P$^2$U: Progressive Precision Update For Efficient Model Distribution
- URL: http://arxiv.org/abs/2506.22871v1
- Date: Sat, 28 Jun 2025 12:47:04 GMT
- Title: P$^2$U: Progressive Precision Update For Efficient Model Distribution
- Authors: Homayun Afrabandpey, Hamed Rezazadegan Tavakoli,
- Abstract summary: We propose Progressive Precision Update (P$2$U) to address this problem.<n>Instead of transmitting the original high-precision model, P$2$U transmits a lower-bit precision model.<n>P$2$U consistently achieves better tradeoff between accuracy, bandwidth usage and latency.
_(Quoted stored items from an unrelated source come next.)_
use chrono::{Local, Utc};
use hydrate_core::{notify, Config, Database, DesktopNotifier, Event, HydrationState};

use super::print_events;

/// Log a drink, persisting state and appending to the drink log.
pub fn run_drink(amount_ml: Option<f64>) -> Result<(), Box<dyn std::error::Error>> {
    let db = Database::open()?;
    let (mut state, reset) = HydrationState::open(&db)?;
    let config = Config::load_or_default();
    let amount = amount_ml.unwrap_or(config.intake.default_drink_ml);

    let now = Utc::now();
    let events = state.drink_water(amount, now)?;
    state.persist(&db)?;
    db.log_drink(amount, now)?;

    if config.notifications.enabled
        && events.iter().any(|e| matches!(e, Event::GoalReached { .. }))
    {
        let notifier = DesktopNotifier::new();
        notify::send_celebration(&notifier, state.goal_ml());
    }

    print_events(reset.iter().chain(events.iter()))
}

/// Reset the remaining target back to the daily goal.
pub fn run_reset() -> Result<(), Box<dyn std::error::Error>> {
    let db = Database::open()?;
    let (mut state, _) = HydrationState::open(&db)?;

    let event = state.reset_target(Local::now().date_naive(), Utc::now());
    state.persist(&db)?;
    print_events([&event])
}

/// Clear the goal-reached celebration.
pub fn run_dismiss() -> Result<(), Box<dyn std::error::Error>> {
    let db = Database::open()?;
    let (mut state, _) = HydrationState::open(&db)?;

    match state.dismiss_celebration(Utc::now()) {
        Some(event) => {
            state.persist(&db)?;
            print_events([&event])
        }
        None => {
            println!("no celebration to dismiss");
            Ok(())
        }
    }
}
- Score: 2.3349787245442966
- License: http://creativecommons.org/licenses/by-nc-sa/4.0/
- Abstract: Efficient model distribution is becoming increasingly critical in bandwidth-constrained environments. In this paper, we propose a simple yet effective approach called Progressive Precision Update (P$^2$U) to address this problem. Instead of transmitting the original high-precision model, P$^2$U transmits a lower-bit precision model, coupled with a model update representing the difference between the original high-precision model and the transmitted low precision version. With extensive experiments on various model architectures, ranging from small models ($1 - 6$ million parameters) to a large model (more than $100$ million parameters) and using three different data sets, e.g., chest X-Ray, PASCAL-VOC, and CIFAR-100, we demonstrate that P$^2$U consistently achieves better tradeoff between accuracy, bandwidth usage and latency. Moreover, we show that when bandwidth or startup time is the priority, aggressive quantization (e.g., 4-bit) can be used without severely compromising performance. These results establish P$^2$U as an effective and practical solution for scalable and efficient model distribution in low-resource settings, including federated learning, edge computing, and IoT deployments. Given that P$^2$U complements existing compression techniques and can be implemented alongside any compression method, e.g., sparsification, quantization, pruning, etc., the potential for improvement is even greater.